Previous studies evaluating neural stem cells transplanted into the mature retina have demonstrated limited levels of graft-host integration and photoreceptor differentiation. The purpose of this investigation is to enhance photoreceptor cell differentiation and integration of retinal progenitor cells (RPC) following subretinal transplantation into retinal degenerate rats by optimization of isolation, expansion, and transplantation procedures. RPCs were isolated from human placental alkaline phosphatase (hPAP)-positive embryonic day 17 (E17) rat retina and expanded in serum-free defined media. RPCs at passage 2 underwent in vitro induction with all trans retinoic acid or were transplanted into the subretinal space of post-natal day (P) 17 S334ter-3 and S334ter-5 transgenic rats.
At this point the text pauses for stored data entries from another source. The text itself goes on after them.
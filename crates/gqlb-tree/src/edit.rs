//! Cursor-positioned editing of argument values.
//!
//! A deliberately small readline subset: the commands the interactive
//! client binds, applied as a pure function over `(text, caret)`.

/// One editing command, already decoded from a key.
#[derive(Debug, Clone, Copy, PartialEq, Eq)]
pub enum EditCommand {
    /// Insert a character at the caret.
    Insert(char),
    /// Delete the character before the caret.
    Backspace,
    /// Delete the character under the caret (ctrl-d).
    Delete,
    /// Caret to the start of the line (ctrl-a).
    Home,
    /// Caret to the end of the line (ctrl-e).
    End,
    /// Delete from the caret to the end of the line (ctrl-k).
    KillToEnd,
    /// Swap the characters around the caret (ctrl-t).
    Transpose,
    /// Caret to the start of the current or previous word (meta-b).
    WordLeft,
    /// Caret past the end of the current or next word (meta-f).
    WordRight,
    /// Delete to the end of the current or next word (meta-d).
    KillWord,
    /// Delete to the start of the current or previous word
    /// (meta-backspace).
    KillWordBack,
    /// Caret one character left.
    Left,
    /// Caret one character right.
    Right,
}

/// Apply one command to `text` with the caret at `pos` (in characters) and
/// return the updated text and caret.
///
/// ### Example
/// ```rust
/// use gqlb_tree::{edit, EditCommand};
///
/// let (text, pos) = edit("fo", 2, EditCommand::Insert('o'));
/// assert_eq!((text.as_str(), pos), ("foo", 3));
///
/// let (text, pos) = edit(&text, pos, EditCommand::WordLeft);
/// assert_eq!((text.as_str(), pos), ("foo", 0));
/// ```
pub fn edit(text: &str, pos: usize, command: EditCommand) -> (String, usize) {
    let mut chars: Vec<char> = text.chars().collect();
    let mut pos = pos.min(chars.len());

    match command {
        EditCommand::Insert(c) => {
            chars.insert(pos, c);
            pos += 1;
        }
        EditCommand::Backspace => {
            if pos > 0 {
                chars.remove(pos - 1);
                pos -= 1;
            }
        }
        EditCommand::Delete => {
            if pos < chars.len() {
                chars.remove(pos);
            }
        }
        EditCommand::Home => pos = 0,
        EditCommand::End => pos = chars.len(),
        EditCommand::KillToEnd => chars.truncate(pos),
        EditCommand::Transpose => {
            if chars.len() >= 2 && pos > 0 {
                if pos == chars.len() {
                    chars.swap(pos - 2, pos - 1);
                } else {
                    chars.swap(pos - 1, pos);
                    pos += 1;
                }
            }
        }
        EditCommand::WordLeft => pos = word_left(&chars, pos),
        EditCommand::WordRight => pos = word_right(&chars, pos),
        EditCommand::KillWord => {
            let end = word_right(&chars, pos);
            chars.drain(pos..end);
        }
        EditCommand::KillWordBack => {
            let start = word_left(&chars, pos);
            chars.drain(start..pos);
            pos = start;
        }
        EditCommand::Left => pos = pos.saturating_sub(1),
        EditCommand::Right => pos = (pos + 1).min(chars.len()),
    }

    (chars.into_iter().collect(), pos)
}

fn word_left(chars: &[char], mut pos: usize) -> usize {
    while pos > 0 && !chars[pos - 1].is_alphanumeric() {
        pos -= 1;
    }
    while pos > 0 && chars[pos - 1].is_alphanumeric() {
        pos -= 1;
    }

    pos
}

fn word_right(chars: &[char], mut pos: usize) -> usize {
    while pos < chars.len() && !chars[pos].is_alphanumeric() {
        pos += 1;
    }
    while pos < chars.len() && chars[pos].is_alphanumeric() {
        pos += 1;
    }

    pos
}

#[cfg(test)]
mod tests {
    use super::*;
    use pretty_assertions::assert_eq;

    fn apply(text: &str, pos: usize, command: EditCommand) -> (String, usize) {
        edit(text, pos, command)
    }

    #[test]
    fn it_inserts_at_the_caret() {
        assert_eq!(apply("ac", 1, EditCommand::Insert('b')), ("abc".into(), 2));
        assert_eq!(apply("", 0, EditCommand::Insert('x')), ("x".into(), 1));
    }

    #[test]
    fn it_deletes_backwards_and_forwards() {
        assert_eq!(apply("abc", 2, EditCommand::Backspace), ("ac".into(), 1));
        assert_eq!(apply("abc", 0, EditCommand::Backspace), ("abc".into(), 0));
        assert_eq!(apply("abc", 1, EditCommand::Delete), ("ac".into(), 1));
        assert_eq!(apply("abc", 3, EditCommand::Delete), ("abc".into(), 3));
    }

    #[test]
    fn it_moves_to_line_ends() {
        assert_eq!(apply("abc", 2, EditCommand::Home), ("abc".into(), 0));
        assert_eq!(apply("abc", 1, EditCommand::End), ("abc".into(), 3));
    }

    #[test]
    fn it_kills_to_end_of_line() {
        assert_eq!(apply("abcdef", 3, EditCommand::KillToEnd), ("abc".into(), 3));
        assert_eq!(apply("abc", 3, EditCommand::KillToEnd), ("abc".into(), 3));
    }

    #[test]
    fn it_transposes_characters() {
        assert_eq!(apply("ab", 1, EditCommand::Transpose), ("ba".into(), 2));
        assert_eq!(apply("ab", 2, EditCommand::Transpose), ("ba".into(), 2));
        assert_eq!(apply("a", 1, EditCommand::Transpose), ("a".into(), 1));
        assert_eq!(apply("ab", 0, EditCommand::Transpose), ("ab".into(), 0));
    }

    #[test]
    fn it_moves_by_words() {
        assert_eq!(apply("foo bar", 7, EditCommand::WordLeft), ("foo bar".into(), 4));
        assert_eq!(apply("foo bar", 4, EditCommand::WordLeft), ("foo bar".into(), 0));
        assert_eq!(apply("foo bar", 0, EditCommand::WordRight), ("foo bar".into(), 3));
        assert_eq!(apply("foo bar", 3, EditCommand::WordRight), ("foo bar".into(), 7));
    }

    #[test]
    fn it_kills_words() {
        assert_eq!(apply("foo bar", 0, EditCommand::KillWord), (" bar".into(), 0));
        assert_eq!(apply("foo bar", 3, EditCommand::KillWord), ("foo".into(), 3));
        assert_eq!(apply("foo bar", 7, EditCommand::KillWordBack), ("foo ".into(), 4));
        assert_eq!(apply("foo bar", 4, EditCommand::KillWordBack), ("bar".into(), 0));
    }

    #[test]
    fn it_clamps_the_caret() {
        assert_eq!(apply("abc", 0, EditCommand::Left), ("abc".into(), 0));
        assert_eq!(apply("abc", 3, EditCommand::Right), ("abc".into(), 3));
        assert_eq!(apply("abc", 99, EditCommand::Left), ("abc".into(), 2));
    }
}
Animals were examined post-operatively by ophthalmoscopy and optical coherence tomography (OCT) at weeks 1 and 4. Differentiation profiles of RPCs, both in vitro and in vivo were analysed microscopically by immunohistochemistry for various retinal cell specific markers. Our results demonstrated that the majority of passage 2 RPCs differentiated into retina-specific neurons expressing rhodopsin after in vitro induction. Following subretinal transplantation, grafted cells formed a multi-layer cellular sheet in the subretinal space in both S334ter-3 and S334ter-5 rats. Prominent retina-specific neuronal differentiation was observed in both rat lines as evidenced by recoverin or rhodopsin staining in 80% of grafted cells. Less than 5% of the grafted cells expressed glial fibrillary acidic protein. Synapsin-1 (label for nerve terminals) positive neural processes were present at the graft-host interface. Expression profiles of the grafted RPCs were similar to those of RPCs induced to differentiate in vitro using all-trans retinoic acid. In contrast to our previous study, grafted RPCs can demonstrate extensive rhodopsin expression, organize into layers, and show some features of apparent integration with the host retina following subretinal transplantation in slow and fast retinal degenerate rats. The similarity of the in vitro and in vivo RPC differentiation profiles suggests that intrinsic signals may have a significant contribution to RPC cell fate determination.

Published

2005